I've seen regrousering done two times. Once was on a mine tour and that was impressive. In a mine, regrousering is routine business. They pulled the tractor (an 8L with a ripper) into the shop with the door open and surrounded all four corners with torches and welding cables - and 4 men. The operator stayed in his seat and the tractor idled.
He lifted the tractor from the ground with the blade and ripper, and the four guys went to work. Working at each idler, each would torch flat a pad, fit the grouser, weld it on in the flat position at close to 400 amps with 1/4" rod, and signal the operator to spin the tracks one more pad. As the pads from the front man reached the back fellow in sequence, all the rear guy had to do at the half-way point was weld the other flat side and the two ends, and they were done. I think they told us that a tractor was regrousered in one shift, no problem.

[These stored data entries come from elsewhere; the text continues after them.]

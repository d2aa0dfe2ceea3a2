//! Per-run staging directory.
//!
//! ```text
//! <staging_root>/ferry_<timestamp>/
//!     files/   artifacts awaiting upload, or downloads awaiting restore
//!     meta/    ferry-manifest.json, failed.json
//! ```

use crate::error::{Result, TransferError};
use chrono::Utc;
use ferry_files::walk::safe_relative;
use serde::{Deserialize, Serialize};
use std::fs;
use std::io;
use std::path::{Path, PathBuf};
use tracing::{debug, warn};

/// One failed file, as written to `meta/failed.json`.
#[derive(Debug, Clone, PartialEq, Eq, Serialize, Deserialize)]
pub struct FailureRecord {
    /// Logical file name
    pub name: String,
    /// Error variant name
    pub kind: String,
    /// Error message
    pub message: String,
}

impl FailureRecord {
    /// Build from a per-file error.
    #[must_use]
    pub fn new(name: impl Into<String>, error: &TransferError) -> Self {
        Self {
            name: name.into(),
            kind: error.kind().to_string(),
            message: error.to_string(),
        }
    }
}

/// Staging area of one run.
#[derive(Debug, Clone)]
pub struct StagingArea {
    root: PathBuf,
}

impl StagingArea {
    /// File name of the failure list inside `meta/`.
    pub const FAILED_FILE: &'static str = "failed.json";

    /// Create a fresh staging area below `staging_root`.
    ///
    /// # Errors
    ///
    /// Returns an error if the directories cannot be created.
    pub fn create(staging_root: &Path) -> Result<Self> {
        let stamp = Utc::now().format("%Y%m%dT%H%M%S%.3f");
        let mut root = staging_root.join(format!("ferry_{stamp}"));
        let mut attempt = 1;
        while root.exists() {
            root = staging_root.join(format!("ferry_{stamp}_{attempt}"));
            attempt += 1;
        }

        fs::create_dir_all(root.join("files"))?;
        fs::create_dir_all(root.join("meta"))?;
        debug!("Created staging area {}", root.display());
        Ok(Self { root })
    }

    /// Run directory.
    #[must_use]
    pub fn root(&self) -> &Path {
        &self.root
    }

    /// Directory holding artifacts.
    #[must_use]
    pub fn files_dir(&self) -> PathBuf {
        self.root.join("files")
    }

    /// Directory holding run metadata.
    #[must_use]
    pub fn meta_dir(&self) -> PathBuf {
        self.root.join("meta")
    }

    /// Directory holding the passphrase-sealed ephemeral key of each
    /// encrypted artifact. Created on first use.
    #[must_use]
    pub fn keys_dir(&self) -> PathBuf {
        self.meta_dir().join("keys")
    }

    /// Staging path for the artifact with `remote_name`.
    ///
    /// # Errors
    ///
    /// Returns `Configuration` if `remote_name` would resolve outside
    /// `files/`.
    pub fn artifact_path(&self, remote_name: &str) -> Result<PathBuf> {
        let relative = safe_relative(remote_name).ok_or_else(|| {
            TransferError::Configuration(format!("unsafe object key: {remote_name}"))
        })?;
        Ok(self.files_dir().join(relative))
    }

    /// Remove an artifact once it is no longer needed.
    pub fn discard(&self, artifact: &Path) {
        match fs::remove_file(artifact) {
            Ok(()) => {}
            Err(e) if e.kind() == io::ErrorKind::NotFound => {}
            Err(e) => warn!("Failed to remove staged {}: {e}", artifact.display()),
        }
    }

    /// Write `meta/failed.json`.
    ///
    /// # Errors
    ///
    /// Returns an error if the file cannot be written.
    pub fn write_failures(&self, failures: &[FailureRecord]) -> Result<PathBuf> {
        let path = self.meta_dir().join(Self::FAILED_FILE);
        let json = serde_json::to_string_pretty(failures)
            .map_err(|e| TransferError::Pipeline(e.to_string()))?;
        fs::write(&path, json)?;
        Ok(path)
    }

    /// Remove emptied artifact directories left after a run.
    pub fn prune(&self) {
        prune_empty(&self.files_dir());
    }
}

/// Remove empty directories bottom-up, keeping `dir` itself.
fn prune_empty(dir: &Path) {
    let Ok(entries) = fs::read_dir(dir) else {
        return;
    };
    for entry in entries.flatten() {
        let path = entry.path();
        if path.is_dir() {
            prune_empty(&path);
            let _ = fs::remove_dir(&path);
        }
    }
}
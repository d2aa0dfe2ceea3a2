//! CLI configuration file handling.

use anyhow::Context;
use ferry_core::DeliveryConfig;
use ferry_core::config::{DEFAULT_CONCURRENCY, MAX_CONCURRENCY};
use ferry_crypto::exchange::parse_public_key;
use ferry_files::ChecksumKey;
use ferry_files::compress::DEFAULT_COMPRESSION_LEVEL;
use serde::{Deserialize, Serialize};
use std::path::{Path, PathBuf};

const LOG_LEVELS: [&str; 5] = ["trace", "debug", "info", "warn", "error"];

/// FERRY CLI configuration
#[derive(Debug, Clone, Default, Serialize, Deserialize)]
#[serde(default)]
pub struct Config {
    /// Delivery behaviour
    pub delivery: DeliverySettings,
    /// Key material locations
    pub keys: KeysConfig,
    /// Bucket and staging locations
    pub storage: StorageConfig,
    /// Logging
    pub logging: LoggingConfig,
}

/// `[delivery]` section
#[derive(Debug, Clone, Serialize, Deserialize)]
#[serde(default)]
pub struct DeliverySettings {
    /// Files processed at once
    pub concurrency: usize,
    /// Stop after the first failed file
    pub break_on_fail: bool,
    /// Replace existing objects and local files
    pub overwrite: bool,
    /// Verify restored files against the manifest
    pub verify: bool,
    /// Encrypt uploads
    pub sensitive: bool,
    /// zstd level
    pub compression_level: i32,
    /// Read chunk size in bytes
    pub chunk_size: usize,
}

impl Default for DeliverySettings {
    fn default() -> Self {
        Self {
            concurrency: DEFAULT_CONCURRENCY,
            break_on_fail: false,
            overwrite: false,
            verify: true,
            sensitive: true,
            compression_level: DEFAULT_COMPRESSION_LEVEL,
            chunk_size: ferry_files::DEFAULT_CHUNK_SIZE,
        }
    }
}

/// `[keys]` section
#[derive(Debug, Clone, Serialize, Deserialize)]
#[serde(default)]
pub struct KeysConfig {
    /// Recipient X25519 public key (hex)
    pub recipient_public: Option<String>,
    /// Sealed recipient private key file
    pub recipient_private: Option<PathBuf>,
    /// Checksum key (hex). Derived from `project` when unset.
    pub checksum_key: Option<String>,
    /// Project context the checksum key is derived from
    pub project: String,
}

impl Default for KeysConfig {
    fn default() -> Self {
        Self {
            recipient_public: None,
            recipient_private: None,
            checksum_key: None,
            project: "ferry-default".to_string(),
        }
    }
}

/// `[storage]` section
#[derive(Debug, Clone, Serialize, Deserialize)]
#[serde(default)]
pub struct StorageConfig {
    /// Directory acting as the delivery bucket
    pub bucket: PathBuf,
    /// Root under which each run creates its staging area
    pub staging_root: PathBuf,
}

impl Default for StorageConfig {
    fn default() -> Self {
        Self {
            bucket: dirs::data_dir()
                .unwrap_or_else(|| PathBuf::from("/tmp"))
                .join("ferry")
                .join("bucket"),
            staging_root: std::env::temp_dir(),
        }
    }
}

/// `[logging]` section
#[derive(Debug, Clone, Serialize, Deserialize)]
#[serde(default)]
pub struct LoggingConfig {
    /// Default log level when neither `--verbose` nor `--debug` is given
    pub level: String,
}

impl Default for LoggingConfig {
    fn default() -> Self {
        Self {
            level: "info".to_string(),
        }
    }
}

impl Config {
    /// Load configuration from `path`.
    pub fn load(path: &Path) -> anyhow::Result<Self> {
        let contents = std::fs::read_to_string(path)
            .with_context(|| format!("Failed to read config file {}", path.display()))?;
        toml::from_str(&contents)
            .with_context(|| format!("Failed to parse config file {}", path.display()))
    }

    /// Load configuration from `path`, or defaults if it does not exist.
    pub fn load_or_default(path: &Path) -> anyhow::Result<Self> {
        if path.exists() {
            Self::load(path)
        } else {
            Ok(Self::default())
        }
    }

    /// Write configuration to `path`, creating parent directories.
    pub fn save(&self, path: &Path) -> anyhow::Result<()> {
        if let Some(parent) = path.parent() {
            std::fs::create_dir_all(parent)?;
        }
        let contents = toml::to_string_pretty(self)?;
        std::fs::write(path, contents)
            .with_context(|| format!("Failed to write config file {}", path.display()))?;
        Ok(())
    }

    /// Default configuration path
    pub fn default_path() -> PathBuf {
        dirs::config_dir()
            .unwrap_or_else(|| PathBuf::from("~/.config"))
            .join("ferry")
            .join("config.toml")
    }

    /// Check every value is usable.
    pub fn validate(&self) -> anyhow::Result<()> {
        self.to_delivery_config().validate()?;

        if let Some(public) = &self.keys.recipient_public {
            parse_public_key(public)
                .map_err(|_| anyhow::anyhow!("keys.recipient_public is not a 32-byte hex key"))?;
        }
        if let Some(key) = &self.keys.checksum_key {
            ChecksumKey::from_hex(key)
                .map_err(|e| anyhow::anyhow!("keys.checksum_key: {e}"))?;
        } else if self.keys.project.trim().is_empty() {
            anyhow::bail!("keys.project must not be empty when keys.checksum_key is unset");
        }
        if self.storage.bucket.as_os_str().is_empty() {
            anyhow::bail!("storage.bucket must not be empty");
        }
        if !LOG_LEVELS.contains(&self.logging.level.as_str()) {
            anyhow::bail!(
                "logging.level must be one of {}, got {}",
                LOG_LEVELS.join(", "),
                self.logging.level
            );
        }
        Ok(())
    }

    /// Core delivery settings described by this file.
    pub fn to_delivery_config(&self) -> DeliveryConfig {
        DeliveryConfig {
            concurrency: self.delivery.concurrency,
            break_on_fail: self.delivery.break_on_fail,
            overwrite: self.delivery.overwrite,
            verify: self.delivery.verify,
            sensitive: self.delivery.sensitive,
            compression_level: self.delivery.compression_level,
            chunk_size: self.delivery.chunk_size,
            staging_root: self.storage.staging_root.clone(),
            ..DeliveryConfig::default()
        }
    }

    /// Recipient public key, if configured.
    pub fn recipient_public(&self) -> anyhow::Result<Option<[u8; 32]>> {
        self.keys
            .recipient_public
            .as_deref()
            .map(|hex_key| {
                parse_public_key(hex_key)
                    .map_err(|_| anyhow::anyhow!("keys.recipient_public is not a 32-byte hex key"))
            })
            .transpose()
    }

    /// Checksum key from `keys.checksum_key` or derived from `keys.project`.
    pub fn checksum_key(&self) -> anyhow::Result<ChecksumKey> {
        match &self.keys.checksum_key {
            Some(hex_key) => {
                ChecksumKey::from_hex(hex_key).map_err(|e| anyhow::anyhow!("keys.checksum_key: {e}"))
            }
            None => Ok(ChecksumKey::derive(&self.keys.project)),
        }
    }

    /// Look up a single value by `section.key` or bare key.
    pub fn get(&self, key: &str) -> anyhow::Result<String> {
        let value = match key.to_lowercase().as_str() {
            "delivery.concurrency" | "concurrency" => self.delivery.concurrency.to_string(),
            "delivery.break_on_fail" | "break_on_fail" => self.delivery.break_on_fail.to_string(),
            "delivery.overwrite" | "overwrite" => self.delivery.overwrite.to_string(),
            "delivery.verify" | "verify" => self.delivery.verify.to_string(),
            "delivery.sensitive" | "sensitive" => self.delivery.sensitive.to_string(),
            "delivery.compression_level" | "compression_level" => {
                self.delivery.compression_level.to_string()
            }
            "delivery.chunk_size" | "chunk_size" => self.delivery.chunk_size.to_string(),
            "keys.recipient_public" | "recipient_public" => {
                or_unset(self.keys.recipient_public.clone())
            }
            "keys.recipient_private" | "recipient_private" => or_unset(
                self.keys
                    .recipient_private
                    .as_ref()
                    .map(|p| p.display().to_string()),
            ),
            "keys.checksum_key" | "checksum_key" => {
                // Never echo the key itself.
                if self.keys.checksum_key.is_some() {
                    "(set)".to_string()
                } else {
                    "(not set)".to_string()
                }
            }
            "keys.project" | "project" => self.keys.project.clone(),
            "storage.bucket" | "bucket" => self.storage.bucket.display().to_string(),
            "storage.staging_root" | "staging_root" => {
                self.storage.staging_root.display().to_string()
            }
            "logging.level" | "level" => self.logging.level.clone(),
            _ => anyhow::bail!("Unknown configuration key: {}", key),
        };
        Ok(value)
    }

    /// Set a single value by `section.key` or bare key.
    pub fn set(&mut self, key: &str, value: &str) -> anyhow::Result<()> {
        match key.to_lowercase().as_str() {
            "delivery.concurrency" | "concurrency" => {
                self.delivery.concurrency = value.parse().map_err(|_| {
                    anyhow::anyhow!(
                        "Invalid number for concurrency (1-{MAX_CONCURRENCY}): {}",
                        value
                    )
                })?;
            }
            "delivery.break_on_fail" | "break_on_fail" => {
                self.delivery.break_on_fail = parse_bool(key, value)?;
            }
            "delivery.overwrite" | "overwrite" => {
                self.delivery.overwrite = parse_bool(key, value)?;
            }
            "delivery.verify" | "verify" => {
                self.delivery.verify = parse_bool(key, value)?;
            }
            "delivery.sensitive" | "sensitive" => {
                self.delivery.sensitive = parse_bool(key, value)?;
            }
            "delivery.compression_level" | "compression_level" => {
                self.delivery.compression_level = value
                    .parse()
                    .map_err(|_| anyhow::anyhow!("Invalid number for compression_level: {}", value))?;
            }
            "delivery.chunk_size" | "chunk_size" => {
                self.delivery.chunk_size = value
                    .parse()
                    .map_err(|_| anyhow::anyhow!("Invalid number for chunk_size: {}", value))?;
            }
            "keys.recipient_public" | "recipient_public" => {
                self.keys.recipient_public = Some(value.trim().to_string());
            }
            "keys.recipient_private" | "recipient_private" => {
                self.keys.recipient_private = Some(PathBuf::from(value));
            }
            "keys.checksum_key" | "checksum_key" => {
                self.keys.checksum_key = Some(value.trim().to_string());
            }
            "keys.project" | "project" => {
                self.keys.project = value.to_string();
            }
            "storage.bucket" | "bucket" => {
                self.storage.bucket = PathBuf::from(value);
            }
            "storage.staging_root" | "staging_root" => {
                self.storage.staging_root = PathBuf::from(value);
            }
            "logging.level" | "level" => {
                self.logging.level = value.to_lowercase();
            }
            _ => anyhow::bail!("Unknown configuration key: {}", key),
        }
        Ok(())
    }
}

fn parse_bool(key: &str, value: &str) -> anyhow::Result<bool> {
    value
        .parse()
        .map_err(|_| anyhow::anyhow!("Invalid boolean value for {}: {}", key, value))
}

fn or_unset(value: Option<String>) -> String {
    value.unwrap_or_else(|| "(not set)".to_string())
}

/// Expand a leading `~/` to the home directory.
pub fn expand_tilde(path: &str) -> PathBuf {
    if let Some(stripped) = path.strip_prefix("~/") {
        dirs::home_dir()
            .unwrap_or_else(|| PathBuf::from("/tmp"))
            .join(stripped)
    } else {
        PathBuf::from(path)
    }
}
//! XChaCha20-Poly1305 primitives shared by segments, key wrapping and the
//! keystore.
//!
//! Every sealed value carries a 16-byte Poly1305 tag after the ciphertext.

use crate::CryptoError;
use chacha20poly1305::{
    XChaCha20Poly1305, XNonce,
    aead::{Aead, KeyInit, Payload},
};
use zeroize::ZeroizeOnDrop;

/// Poly1305 tag appended to every ciphertext.
pub const TAG_SIZE: usize = 16;

/// Extended nonce length.
pub const NONCE_SIZE: usize = 24;

/// Symmetric key length.
pub const KEY_SIZE: usize = 32;

/// Bytes of a segment nonce taken from the random prefix.
const PREFIX_LEN: usize = NONCE_SIZE - 8;

/// 24-byte extended nonce.
///
/// Segment nonces are a 16-byte random prefix followed by the segment index
/// as a little-endian `u64`, so a reader can check ordering before opening.
#[derive(Clone, Copy, Debug, PartialEq, Eq, Hash)]
pub struct Nonce([u8; NONCE_SIZE]);

impl Nonce {
    /// Wrap raw bytes.
    #[must_use]
    pub fn from_bytes(bytes: [u8; NONCE_SIZE]) -> Self {
        Self(bytes)
    }

    /// Parse from a slice of exactly [`NONCE_SIZE`] bytes.
    #[must_use]
    pub fn from_slice(slice: &[u8]) -> Option<Self> {
        <[u8; NONCE_SIZE]>::try_from(slice).ok().map(Self)
    }

    /// Build a segment nonce from its index and random prefix.
    #[must_use]
    pub fn from_counter(counter: u64, prefix: &[u8; PREFIX_LEN]) -> Self {
        let mut bytes = [0u8; NONCE_SIZE];
        let (head, tail) = bytes.split_at_mut(PREFIX_LEN);
        head.copy_from_slice(prefix);
        tail.copy_from_slice(&counter.to_le_bytes());
        Self(bytes)
    }

    /// Segment index carried in the last 8 bytes.
    #[must_use]
    pub fn counter(&self) -> u64 {
        let mut tail = [0u8; 8];
        tail.copy_from_slice(&self.0[PREFIX_LEN..]);
        u64::from_le_bytes(tail)
    }

    /// Raw bytes as written to the wire.
    #[must_use]
    pub fn as_bytes(&self) -> &[u8; NONCE_SIZE] {
        &self.0
    }

    fn as_xnonce(&self) -> &XNonce {
        XNonce::from_slice(&self.0)
    }
}

/// 32-byte symmetric key, zeroized on drop.
///
/// Used for one-off operations such as wrapping a session key. Streams that
/// seal many segments under one key hold a [`CachedAeadCipher`] instead.
#[derive(Clone, ZeroizeOnDrop)]
pub struct AeadKey([u8; KEY_SIZE]);

impl AeadKey {
    /// Wrap raw key bytes.
    #[must_use]
    pub fn new(bytes: [u8; KEY_SIZE]) -> Self {
        Self(bytes)
    }

    /// Copy a key out of `slice`.
    ///
    /// # Errors
    ///
    /// `InvalidKeyLength` unless `slice` is exactly [`KEY_SIZE`] bytes.
    pub fn from_slice(slice: &[u8]) -> Result<Self, CryptoError> {
        <[u8; KEY_SIZE]>::try_from(slice)
            .map(Self)
            .map_err(|_| CryptoError::InvalidKeyLength {
                expected: KEY_SIZE,
                actual: slice.len(),
            })
    }

    /// Raw key material.
    #[must_use]
    pub fn as_bytes(&self) -> &[u8; KEY_SIZE] {
        &self.0
    }

    /// Seal `plaintext`, binding `aad`. Output is `plaintext.len() + TAG_SIZE`.
    ///
    /// # Errors
    ///
    /// `EncryptionFailed` if the primitive rejects the input.
    pub fn encrypt(
        &self,
        nonce: &Nonce,
        plaintext: &[u8],
        aad: &[u8],
    ) -> Result<Vec<u8>, CryptoError> {
        CachedAeadCipher::new(self).encrypt(nonce, plaintext, aad)
    }

    /// Open `sealed` (ciphertext followed by its tag).
    ///
    /// # Errors
    ///
    /// `DecryptionFailed` if the tag does not verify.
    pub fn decrypt(&self, nonce: &Nonce, sealed: &[u8], aad: &[u8]) -> Result<Vec<u8>, CryptoError> {
        CachedAeadCipher::new(self).decrypt(nonce, sealed, aad)
    }
}

impl std::fmt::Debug for AeadKey {
    fn fmt(&self, f: &mut std::fmt::Formatter<'_>) -> std::fmt::Result {
        f.write_str("AeadKey(..)")
    }
}

/// Keyed cipher instance reused across the segments of one stream.
#[derive(Clone)]
pub struct CachedAeadCipher {
    inner: XChaCha20Poly1305,
}

impl CachedAeadCipher {
    /// Key a cipher from an [`AeadKey`].
    #[must_use]
    pub fn new(key: &AeadKey) -> Self {
        Self::from_bytes(key.as_bytes())
    }

    /// Key a cipher from raw bytes.
    #[must_use]
    pub fn from_bytes(key: &[u8; KEY_SIZE]) -> Self {
        Self {
            inner: XChaCha20Poly1305::new(key.into()),
        }
    }

    /// Seal one message.
    ///
    /// # Errors
    ///
    /// `EncryptionFailed` if the primitive rejects the input.
    pub fn encrypt(
        &self,
        nonce: &Nonce,
        plaintext: &[u8],
        aad: &[u8],
    ) -> Result<Vec<u8>, CryptoError> {
        let payload = Payload {
            msg: plaintext,
            aad,
        };
        self.inner
            .encrypt(nonce.as_xnonce(), payload)
            .map_err(|_| CryptoError::EncryptionFailed)
    }

    /// Open one message.
    ///
    /// # Errors
    ///
    /// `DecryptionFailed` if `sealed` is shorter than a tag or fails to verify.
    pub fn decrypt(&self, nonce: &Nonce, sealed: &[u8], aad: &[u8]) -> Result<Vec<u8>, CryptoError> {
        if sealed.len() < TAG_SIZE {
            return Err(CryptoError::DecryptionFailed);
        }
        let payload = Payload { msg: sealed, aad };
        self.inner
            .decrypt(nonce.as_xnonce(), payload)
            .map_err(|_| CryptoError::DecryptionFailed)
    }
}
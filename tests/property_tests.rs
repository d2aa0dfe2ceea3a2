//! Property-based tests for the protect/restore pipelines

use ferry_crypto::{RecipientKey, SealParams, StaticPassphrase};
use ferry_files::{
    FileUnit, PipelineConfig, PipelineError, ProtectPipeline, RestorePipeline, StageToggles,
    TransferRecord,
};
use ferry_integration_tests::{PASSPHRASE, checksum_key};
use proptest::prelude::*;
use std::path::{Path, PathBuf};
use std::sync::Arc;
use std::sync::atomic::AtomicBool;
use tempfile::TempDir;

fn config(chunk_size: usize) -> PipelineConfig {
    PipelineConfig {
        chunk_size,
        compression_level: 3,
        seal_params: SealParams::testing(),
    }
}

fn protect(
    dir: &Path,
    data: &[u8],
    toggles: StageToggles,
    chunk_size: usize,
    recipient: &RecipientKey,
) -> (PathBuf, TransferRecord) {
    let source = dir.join("input.dat");
    std::fs::write(&source, data).unwrap();
    let unit = FileUnit::new(source, "input.dat", "abc123_input.dat", data.len() as u64, false);

    let pipeline = ProtectPipeline::new(config(chunk_size), toggles, checksum_key())
        .with_recipient(recipient.public_key(), Arc::new(StaticPassphrase::new(PASSPHRASE)));
    let artifact = dir.join("artifact");
    let record = pipeline
        .protect(&unit, &artifact, &AtomicBool::new(false))
        .unwrap();
    (artifact, record)
}

fn output(dir: &TempDir) -> PathBuf {
    dir.path().join("restored").join("input.dat")
}

fn toggles() -> impl Strategy<Value = StageToggles> {
    (any::<bool>(), any::<bool>()).prop_map(|(compress, encrypt)| StageToggles { compress, encrypt })
}

proptest! {
    #![proptest_config(ProptestConfig::with_cases(24))]

    /// restore(protect(F)) == F for every stage combination and chunking.
    #[test]
    fn prop_roundtrip(
        data in prop::collection::vec(any::<u8>(), 0..200_000),
        toggles in toggles(),
        chunk_size in prop::sample::select(vec![1024usize, 4096, 65536, 100_000]),
    ) {
        let dir = TempDir::new().unwrap();
        let recipient = Arc::new(RecipientKey::generate().unwrap());
        let (artifact, record) = protect(dir.path(), &data, toggles, chunk_size, &recipient);

        prop_assert_eq!(record.is_encrypted(), toggles.encrypt);
        prop_assert_eq!(record.size_original(), data.len() as u64);

        let restore = RestorePipeline::new(config(chunk_size), checksum_key(), true)
            .with_recipient(recipient);
        let destination = output(&dir);
        let outcome = restore
            .restore(&artifact, &destination, &record, &AtomicBool::new(false))
            .unwrap();

        prop_assert!(outcome.verified);
        prop_assert_eq!(&outcome.original_checksum, record.original_checksum());
        prop_assert_eq!(std::fs::read(&destination).unwrap(), data);
    }

    /// Flipping any stored byte of an encrypted artifact yields an error and
    /// no destination file.
    #[test]
    fn prop_tamper_detected(
        data in prop::collection::vec(any::<u8>(), 1..150_000),
        compress in any::<bool>(),
        position in any::<prop::sample::Index>(),
        bit in 0u8..8,
    ) {
        let dir = TempDir::new().unwrap();
        let recipient = Arc::new(RecipientKey::generate().unwrap());
        let toggles = StageToggles { compress, encrypt: true };
        let (artifact, record) = protect(dir.path(), &data, toggles, 65536, &recipient);

        let mut stored = std::fs::read(&artifact).unwrap();
        let offset = position.index(stored.len());
        stored[offset] ^= 1 << bit;
        std::fs::write(&artifact, &stored).unwrap();

        let restore = RestorePipeline::new(config(65536), checksum_key(), true)
            .with_recipient(recipient);
        let destination = output(&dir);
        let result = restore.restore(&artifact, &destination, &record, &AtomicBool::new(false));

        prop_assert!(matches!(
            result,
            Err(PipelineError::KeyExchange(_)) | Err(PipelineError::AuthenticationTag(_))
        ));
        prop_assert!(!destination.exists());
    }
}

The other was at our forestry operation. The welder was working by himself in late November. The TD-20e was left idling to move the machine, and the welding truck was left idling to keep the welder and his smokes warm between passes. It was painful to watch after seeing the above method, mostly because of the cold. I'm sure that the two engines idled for a week solid for that job - there must have been some top-end deterioration in those engines from constantly idling.
My own JD450 has been redone, but that was before I acquired it. In any event, I wouldn't take the pads off the rails, just work off the sprocket and idler ends so you can weld with lots of amperage in the flat position whenever possible. The pads are easier to cut vertically too, rather than torching horizontally. Wear good leather - there will be a good wee bit of slag on this job.